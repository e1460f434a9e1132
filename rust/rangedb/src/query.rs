//! The declarative query model.
//!
//! Queries deserialize from JSON:
//!
//! ```json
//! {
//!   "where": [{ "key": "age", "operation": ">=", "value": 30 }],
//!   "orderBy": [{ "key": "age", "direction": "DESC" }],
//!   "select": ["name", "address.city"],
//!   "limit": 10
//! }
//! ```
//!
//! or, for a ranked search:
//!
//! ```json
//! { "search": { "key": "title", "like": "wake me up", "config": { "minGram": 1, "maxGram": 3 } } }
//! ```

use serde::{Deserialize, Serialize};
use serde_json::Value;

use rangedb_text_index::tokenizers::{DEFAULT_MAX_GRAM, DEFAULT_MIN_GRAM};

/// Comparison operator of a [`WhereNode`].
#[derive(Debug, Clone, Copy, PartialEq, Eq, Serialize, Deserialize)]
pub enum Operation {
    #[serde(rename = "<")]
    Less,
    #[serde(rename = "<=")]
    LessOrEqual,
    #[serde(rename = "==")]
    Equal,
    #[serde(rename = ">=")]
    GreaterOrEqual,
    #[serde(rename = ">")]
    Greater,
}

impl std::fmt::Display for Operation {
    fn fmt(&self, f: &mut std::fmt::Formatter<'_>) -> std::fmt::Result {
        f.write_str(match self {
            Operation::Less => "<",
            Operation::LessOrEqual => "<=",
            Operation::Equal => "==",
            Operation::GreaterOrEqual => ">=",
            Operation::Greater => ">",
        })
    }
}

/// A single predicate: `key <operation> value`.
#[derive(Debug, Clone, PartialEq, Serialize, Deserialize)]
pub struct WhereNode {
    pub key: String,
    pub operation: Operation,
    pub value: Value,
}

impl WhereNode {
    pub fn new(key: impl Into<String>, operation: Operation, value: impl Into<Value>) -> WhereNode {
        WhereNode {
            key: key.into(),
            operation,
            value: value.into(),
        }
    }
}

#[derive(Debug, Clone, Copy, Default, PartialEq, Eq, Serialize, Deserialize)]
pub enum Direction {
    #[default]
    #[serde(rename = "ASC")]
    Ascending,
    #[serde(rename = "DESC")]
    Descending,
}

#[derive(Debug, Clone, PartialEq, Eq, Serialize, Deserialize)]
pub struct OrderBy {
    pub key: String,
    #[serde(default)]
    pub direction: Direction,
}

/// Gram sizes of a search.
#[derive(Debug, Clone, Copy, PartialEq, Eq, Serialize, Deserialize)]
#[serde(rename_all = "camelCase")]
pub struct SearchConfig {
    #[serde(default = "default_min_gram")]
    pub min_gram: usize,
    #[serde(default = "default_max_gram")]
    pub max_gram: usize,
}

fn default_min_gram() -> usize {
    DEFAULT_MIN_GRAM
}

fn default_max_gram() -> usize {
    DEFAULT_MAX_GRAM
}

impl Default for SearchConfig {
    fn default() -> Self {
        SearchConfig {
            min_gram: DEFAULT_MIN_GRAM,
            max_gram: DEFAULT_MAX_GRAM,
        }
    }
}

/// A ranked n-gram search of `like` over the field `key`.
#[derive(Debug, Clone, PartialEq, Eq, Serialize, Deserialize)]
pub struct SearchSpec {
    pub key: String,
    pub like: String,
    #[serde(default, skip_serializing_if = "Option::is_none")]
    pub config: Option<SearchConfig>,
}

/// A query against a [`Database`](crate::Database).
#[derive(Debug, Clone, Default, PartialEq, Serialize, Deserialize)]
#[serde(rename_all = "camelCase")]
pub struct Query {
    #[serde(rename = "where", default, skip_serializing_if = "Vec::is_empty")]
    pub where_: Vec<WhereNode>,
    #[serde(default, skip_serializing_if = "Vec::is_empty")]
    pub order_by: Vec<OrderBy>,
    #[serde(default, skip_serializing_if = "Option::is_none")]
    pub select: Option<Vec<String>>,
    #[serde(default, skip_serializing_if = "Option::is_none")]
    pub search: Option<SearchSpec>,
    #[serde(default, skip_serializing_if = "Option::is_none")]
    pub limit: Option<usize>,
}

impl Query {
    pub fn from_json(json: &str) -> serde_json::Result<Query> {
        serde_json::from_str(json)
    }
}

__Problem requirements__:
Transcribe every entry exactly as it reads.

__Task output__:
repository e1460f434a9e1132
filename rust/rangedb/src/query.rs
//! The declarative query model.
//!
//! Queries deserialize from JSON:
//!
//! ```json
//! {
//!   "where": [{ "key": "age", "operation": ">=", "value": 30 }],
//!   "orderBy": [{ "key": "age", "direction": "DESC" }],
//!   "select": ["name", "address.city"],
//!   "limit": 10
//! }
//! ```
//!
//! or, for a ranked search:
//!
//! ```json
//! { "search": { "key": "title", "like": "wake me up", "config": { "minGram": 1, "maxGram": 3 } } }
//! ```

use serde::{Deserialize, Serialize};
use serde_json::Value;

use rangedb_text_index::tokenizers::{DEFAULT_MAX_GRAM, DEFAULT_MIN_GRAM};

/// Comparison operator of a [`WhereNode`].
#[derive(Debug, Clone, Copy, PartialEq, Eq, Serialize, Deserialize)]
pub enum Operation {
    #[serde(rename = "<")]
    Less,
    #[serde(rename = "<=")]
    LessOrEqual,
    #[serde(rename = "==")]
    Equal,
    #[serde(rename = ">=")]
    GreaterOrEqual,
    #[serde(rename = ">")]
    Greater,
}

impl std::fmt::Display for Operation {
    fn fmt(&self, f: &mut std::fmt::Formatter<'_>) -> std::fmt::Result {
        f.write_str(match self {
            Operation::Less => "<",
            Operation::LessOrEqual => "<=",
            Operation::Equal => "==",
            Operation::GreaterOrEqual => ">=",
            Operation::Greater => ">",
        })
    }
}

/// A single predicate: `key <operation> value`.
#[derive(Debug, Clone, PartialEq, Serialize, Deserialize)]
pub struct WhereNode {
    pub key: String,
    pub operation: Operation,
    pub value: Value,
}

impl WhereNode {
    pub fn new(key: impl Into<String>, operation: Operation, value: impl Into<Value>) -> WhereNode {
        WhereNode {
            key: key.into(),
            operation,
            value: value.into(),
        }
    }
}

#[derive(Debug, Clone, Copy, Default, PartialEq, Eq, Serialize, Deserialize)]
pub enum Direction {
    #[default]
    #[serde(rename = "ASC")]
    Ascending,
    #[serde(rename = "DESC")]
    Descending,
}

#[derive(Debug, Clone, PartialEq, Eq, Serialize, Deserialize)]
pub struct OrderBy {
    pub key: String,
    #[serde(default)]
    pub direction: Direction,
}

/// Gram sizes of a search.
#[derive(Debug, Clone, Copy, PartialEq, Eq, Serialize, Deserialize)]
#[serde(rename_all = "camelCase")]
pub struct SearchConfig {
    #[serde(default = "default_min_gram")]
    pub min_gram: usize,
    #[serde(default = "default_max_gram")]
    pub max_gram: usize,
}

fn default_min_gram() -> usize {
    DEFAULT_MIN_GRAM
}

fn default_max_gram() -> usize {
    DEFAULT_MAX_GRAM
}

impl Default for SearchConfig {
    fn default() -> Self {
        SearchConfig {
            min_gram: DEFAULT_MIN_GRAM,
            max_gram: DEFAULT_MAX_GRAM,
        }
    }
}

/// A ranked n-gram search of `like` over the field `key`.
#[derive(Debug, Clone, PartialEq, Eq, Serialize, Deserialize)]
pub struct SearchSpec {
    pub key: String,
    pub like: String,
    #[serde(default, skip_serializing_if = "Option::is_none")]
    pub config: Option<SearchConfig>,
}

/// A query against a [`Database`](crate::Database).
#[derive(Debug, Clone, Default, PartialEq, Serialize, Deserialize)]
#[serde(rename_all = "camelCase")]
pub struct Query {
    #[serde(rename = "where", default, skip_serializing_if = "Vec::is_empty")]
    pub where_: Vec<WhereNode>,
    #[serde(default, skip_serializing_if = "Vec::is_empty")]
    pub order_by: Vec<OrderBy>,
    #[serde(default, skip_serializing_if = "Option::is_none")]
    pub select: Option<Vec<String>>,
    #[serde(default, skip_serializing_if = "Option::is_none")]
    pub search: Option<SearchSpec>,
    #[serde(default, skip_serializing_if = "Option::is_none")]
    pub limit: Option<usize>,
}

impl Query {
    pub fn from_json(json: &str) -> serde_json::Result<Query> {
        serde_json::from_str(json)
    }
}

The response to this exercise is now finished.